Supplied material ::

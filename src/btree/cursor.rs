//! B+ tree cursor for in-order iteration.
//!
//! Unlike a stack-based cursor over an arbitrary tree, a B+ tree cursor only
//! ever needs to remember where it is among the leaves: every leaf already
//! links to its sorted neighbors, so advancing or retreating never touches
//! an internal node.

use crate::device::BlockDevice;
use crate::error::Result;
use crate::types::PageId;

use super::tree::BTree;

/// A cursor over a [`BTree`]'s entries in sorted key order.
///
/// Positioned either at a `(leaf, slot)` pair or at the end sentinel
/// (`PageId::INVALID`, any slot), past the last entry.
pub struct Cursor<'a, D> {
    tree: &'a BTree<D>,
    leaf: PageId,
    slot: usize,
}

impl<'a, D: BlockDevice> Cursor<'a, D> {
    /// A cursor positioned at the smallest key in `tree`.
    pub fn first(tree: &'a BTree<D>) -> Result<Self> {
        let leaf = tree.first_leaf()?.unwrap_or(PageId::INVALID);
        Ok(Self { tree, leaf, slot: 0 })
    }

    /// A cursor positioned at the largest key in `tree`.
    pub fn last(tree: &'a BTree<D>) -> Result<Self> {
        match tree.last_leaf()? {
            Some(leaf) => {
                let len = tree.leaf_len(leaf)?;
                if len == 0 {
                    Ok(Self { tree, leaf: PageId::INVALID, slot: 0 })
                } else {
                    Ok(Self { tree, leaf, slot: len - 1 })
                }
            }
            None => Ok(Self { tree, leaf: PageId::INVALID, slot: 0 }),
        }
    }

    /// A cursor positioned at `key`, or at the first key greater than it if
    /// `key` is absent.
    pub fn seek(tree: &'a BTree<D>, key: &[u8]) -> Result<Self> {
        match tree.seek_leaf(key)? {
            Some((leaf, pos)) => {
                let mut cursor = Self { tree, leaf, slot: pos };
                if pos >= tree.leaf_len(leaf)? {
                    cursor.advance_to_next_leaf()?;
                }
                Ok(cursor)
            }
            None => Ok(Self { tree, leaf: PageId::INVALID, slot: 0 }),
        }
    }

    /// Whether the cursor has run off either end of the tree.
    pub fn is_end(&self) -> bool {
        !self.leaf.is_valid()
    }

    /// The entry the cursor is positioned at, or `None` at the end sentinel.
    pub fn entry(&self) -> Result<Option<(Vec<u8>, Vec<u8>)>> {
        if self.is_end() {
            return Ok(None);
        }
        Ok(Some(self.tree.leaf_entry(self.leaf, self.slot)?))
    }

    /// Advance to the next entry in sorted order.
    pub fn next(&mut self) -> Result<()> {
        if self.is_end() {
            return Ok(());
        }
        self.slot += 1;
        if self.slot >= self.tree.leaf_len(self.leaf)? {
            self.advance_to_next_leaf()?;
        }
        Ok(())
    }

    fn advance_to_next_leaf(&mut self) -> Result<()> {
        let next = self.tree.leaf_next(self.leaf)?;
        self.leaf = next;
        self.slot = 0;
        Ok(())
    }

    /// Retreat to the previous entry in sorted order.
    pub fn prev(&mut self) -> Result<()> {
        if self.is_end() {
            if let Some(leaf) = self.tree.last_leaf()? {
                let len = self.tree.leaf_len(leaf)?;
                if len > 0 {
                    self.leaf = leaf;
                    self.slot = len - 1;
                }
            }
            return Ok(());
        }
        if self.slot > 0 {
            self.slot -= 1;
            return Ok(());
        }
        let prev = self.tree.leaf_prev(self.leaf)?;
        if !prev.is_valid() {
            self.leaf = PageId::INVALID;
            self.slot = 0;
            return Ok(());
        }
        self.leaf = prev;
        self.slot = self.tree.leaf_len(prev)?.saturating_sub(1);
        Ok(())
    }
}

#[cfg(test)]
mod tests {
    use super::*;
    use crate::buffer::BufferManager;
    use crate::device::MemoryBlockDevice;
    use crate::types::{BTreeConfig, PAGE_SIZE};

    fn populated(n: u32) -> BTree<MemoryBlockDevice> {
        let bm = BufferManager::new(MemoryBlockDevice::new(PAGE_SIZE), 8).unwrap();
        let t = BTree::new(bm, BTreeConfig::default());
        for i in 0..n {
            t.put(&i.to_be_bytes(), &i.to_be_bytes()).unwrap();
        }
        t
    }

    #[test]
    fn forward_iteration_is_sorted() {
        let t = populated(500);
        let mut cursor = Cursor::first(&t).unwrap();
        let mut seen = Vec::new();
        while !cursor.is_end() {
            let (k, _) = cursor.entry().unwrap().unwrap();
            seen.push(u32::from_be_bytes(k.try_into().unwrap()));
            cursor.next().unwrap();
        }
        assert_eq!(seen, (0..500).collect::<Vec<_>>());
    }

    #[test]
    fn backward_iteration_is_sorted() {
        let t = populated(500);
        let mut cursor = Cursor::last(&t).unwrap();
        let mut seen = Vec::new();
        while !cursor.is_end() {
            let (k, _) = cursor.entry().unwrap().unwrap();
            seen.push(u32::from_be_bytes(k.try_into().unwrap()));
            cursor.prev().unwrap();
        }
        assert_eq!(seen, (0..500).rev().collect::<Vec<_>>());
    }

    #[test]
    fn seek_lands_on_or_after_key() {
        let t = populated(500);
        let cursor = Cursor::seek(&t, &250u32.to_be_bytes()).unwrap();
        let (k, _) = cursor.entry().unwrap().unwrap();
        assert_eq!(u32::from_be_bytes(k.try_into().unwrap()), 250);
    }

    #[test]
    fn seek_past_end_is_end() {
        let t = populated(10);
        let cursor = Cursor::seek(&t, &999u32.to_be_bytes()).unwrap();
        assert!(cursor.is_end());
    }

    #[test]
    fn empty_tree_cursor_is_end() {
        let bm = BufferManager::new(MemoryBlockDevice::new(PAGE_SIZE), 8).unwrap();
        let t: BTree<MemoryBlockDevice> = BTree::new(bm, BTreeConfig::default());
        assert!(Cursor::first(&t).unwrap().is_end());
        assert!(Cursor::last(&t).unwrap().is_end());
    }
}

Work order :: Only lines with the word "crate" count here; copy every one from the records.

Reply ::
use crate::device::BlockDevice;
use crate::error::Result;
use crate::types::PageId;
    use crate::buffer::BufferManager;
    use crate::device::MemoryBlockDevice;
    use crate::types::{BTreeConfig, PAGE_SIZE};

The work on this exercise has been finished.